(Stored dataset items)

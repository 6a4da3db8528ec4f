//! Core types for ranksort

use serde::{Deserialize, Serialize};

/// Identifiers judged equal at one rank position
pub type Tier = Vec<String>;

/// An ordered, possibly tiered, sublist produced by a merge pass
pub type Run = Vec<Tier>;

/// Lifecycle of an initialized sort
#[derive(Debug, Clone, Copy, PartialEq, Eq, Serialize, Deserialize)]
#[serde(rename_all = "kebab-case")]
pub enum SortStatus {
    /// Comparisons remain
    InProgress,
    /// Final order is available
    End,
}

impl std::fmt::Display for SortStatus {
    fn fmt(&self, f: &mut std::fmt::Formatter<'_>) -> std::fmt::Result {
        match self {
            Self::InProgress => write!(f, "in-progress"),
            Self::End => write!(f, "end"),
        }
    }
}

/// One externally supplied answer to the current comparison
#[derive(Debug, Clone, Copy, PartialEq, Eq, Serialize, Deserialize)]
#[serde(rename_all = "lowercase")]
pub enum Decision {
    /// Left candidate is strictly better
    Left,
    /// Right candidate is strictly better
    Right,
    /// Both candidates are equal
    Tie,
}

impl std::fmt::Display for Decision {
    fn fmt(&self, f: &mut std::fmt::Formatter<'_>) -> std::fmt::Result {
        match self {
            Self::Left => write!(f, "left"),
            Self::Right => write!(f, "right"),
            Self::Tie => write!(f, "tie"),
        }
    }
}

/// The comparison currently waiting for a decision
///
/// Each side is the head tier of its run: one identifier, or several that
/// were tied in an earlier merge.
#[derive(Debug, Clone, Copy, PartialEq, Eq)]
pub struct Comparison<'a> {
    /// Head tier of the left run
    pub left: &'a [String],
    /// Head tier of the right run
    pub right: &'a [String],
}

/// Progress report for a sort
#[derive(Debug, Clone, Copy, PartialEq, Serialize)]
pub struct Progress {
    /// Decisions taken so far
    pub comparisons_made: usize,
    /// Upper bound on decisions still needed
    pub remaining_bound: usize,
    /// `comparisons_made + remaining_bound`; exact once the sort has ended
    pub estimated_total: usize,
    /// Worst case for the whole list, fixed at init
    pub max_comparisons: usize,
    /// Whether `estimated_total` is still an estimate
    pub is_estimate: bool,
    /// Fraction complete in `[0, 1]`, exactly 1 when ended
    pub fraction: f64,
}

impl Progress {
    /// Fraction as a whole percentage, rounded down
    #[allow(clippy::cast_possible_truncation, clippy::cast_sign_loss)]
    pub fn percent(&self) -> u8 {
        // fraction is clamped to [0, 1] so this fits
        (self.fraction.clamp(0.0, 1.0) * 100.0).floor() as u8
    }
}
--
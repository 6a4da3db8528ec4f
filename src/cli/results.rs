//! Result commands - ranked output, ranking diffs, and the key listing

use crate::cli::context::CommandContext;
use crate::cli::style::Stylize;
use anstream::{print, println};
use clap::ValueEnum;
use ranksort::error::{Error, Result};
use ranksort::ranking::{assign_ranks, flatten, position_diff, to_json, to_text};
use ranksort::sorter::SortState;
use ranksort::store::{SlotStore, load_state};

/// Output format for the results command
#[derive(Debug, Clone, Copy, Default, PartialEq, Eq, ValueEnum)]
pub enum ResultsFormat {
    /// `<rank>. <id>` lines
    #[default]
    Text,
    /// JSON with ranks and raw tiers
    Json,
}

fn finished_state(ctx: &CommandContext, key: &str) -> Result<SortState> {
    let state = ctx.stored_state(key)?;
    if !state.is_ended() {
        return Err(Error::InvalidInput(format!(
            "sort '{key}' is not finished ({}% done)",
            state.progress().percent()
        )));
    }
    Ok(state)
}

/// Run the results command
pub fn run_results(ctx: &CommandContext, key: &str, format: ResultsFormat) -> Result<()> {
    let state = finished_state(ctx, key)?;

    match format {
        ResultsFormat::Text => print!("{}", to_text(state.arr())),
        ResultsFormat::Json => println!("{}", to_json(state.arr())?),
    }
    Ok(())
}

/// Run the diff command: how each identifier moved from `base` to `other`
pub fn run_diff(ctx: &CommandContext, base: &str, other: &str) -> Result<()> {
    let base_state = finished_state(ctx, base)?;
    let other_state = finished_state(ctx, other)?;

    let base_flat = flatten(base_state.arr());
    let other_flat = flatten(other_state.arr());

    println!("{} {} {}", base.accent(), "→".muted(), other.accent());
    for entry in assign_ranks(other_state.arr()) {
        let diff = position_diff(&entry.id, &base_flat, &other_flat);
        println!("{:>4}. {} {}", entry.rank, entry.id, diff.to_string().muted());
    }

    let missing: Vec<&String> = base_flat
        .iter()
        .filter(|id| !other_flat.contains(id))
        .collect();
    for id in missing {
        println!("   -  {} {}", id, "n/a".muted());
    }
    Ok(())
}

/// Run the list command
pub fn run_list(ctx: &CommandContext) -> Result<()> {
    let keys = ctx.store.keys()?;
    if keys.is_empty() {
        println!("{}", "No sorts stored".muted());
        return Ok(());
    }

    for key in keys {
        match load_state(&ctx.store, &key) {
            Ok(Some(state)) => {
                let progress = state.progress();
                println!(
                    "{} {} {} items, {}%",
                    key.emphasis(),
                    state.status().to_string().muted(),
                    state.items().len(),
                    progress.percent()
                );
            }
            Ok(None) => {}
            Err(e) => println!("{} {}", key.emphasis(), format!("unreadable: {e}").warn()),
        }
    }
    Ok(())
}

• WORK TASK: Would you please copy exactly the part of the entries above that begins at the line containing "fn finished_state(ctx: &CommandContext, key: &str)" and ends at the line containing "the list command", both lines included?

• WRITTEN REPLY:
fn finished_state(ctx: &CommandContext, key: &str) -> Result<SortState> {
    let state = ctx.stored_state(key)?;
    if !state.is_ended() {
        return Err(Error::InvalidInput(format!(
            "sort '{key}' is not finished ({}% done)",
            state.progress().percent()
        )));
    }
    Ok(state)
}

/// Run the results command
pub fn run_results(ctx: &CommandContext, key: &str, format: ResultsFormat) -> Result<()> {
    let state = finished_state(ctx, key)?;

    match format {
        ResultsFormat::Text => print!("{}", to_text(state.arr())),
        ResultsFormat::Json => println!("{}", to_json(state.arr())?),
    }
    Ok(())
}

/// Run the diff command: how each identifier moved from `base` to `other`
pub fn run_diff(ctx: &CommandContext, base: &str, other: &str) -> Result<()> {
    let base_state = finished_state(ctx, base)?;
    let other_state = finished_state(ctx, other)?;

    let base_flat = flatten(base_state.arr());
    let other_flat = flatten(other_state.arr());

    println!("{} {} {}", base.accent(), "→".muted(), other.accent());
    for entry in assign_ranks(other_state.arr()) {
        let diff = position_diff(&entry.id, &base_flat, &other_flat);
        println!("{:>4}. {} {}", entry.rank, entry.id, diff.to_string().muted());
    }

    let missing: Vec<&String> = base_flat
        .iter()
        .filter(|id| !other_flat.contains(id))
        .collect();
    for id in missing {
        println!("   -  {} {}", id, "n/a".muted());
    }
    Ok(())
}

/// Run the list command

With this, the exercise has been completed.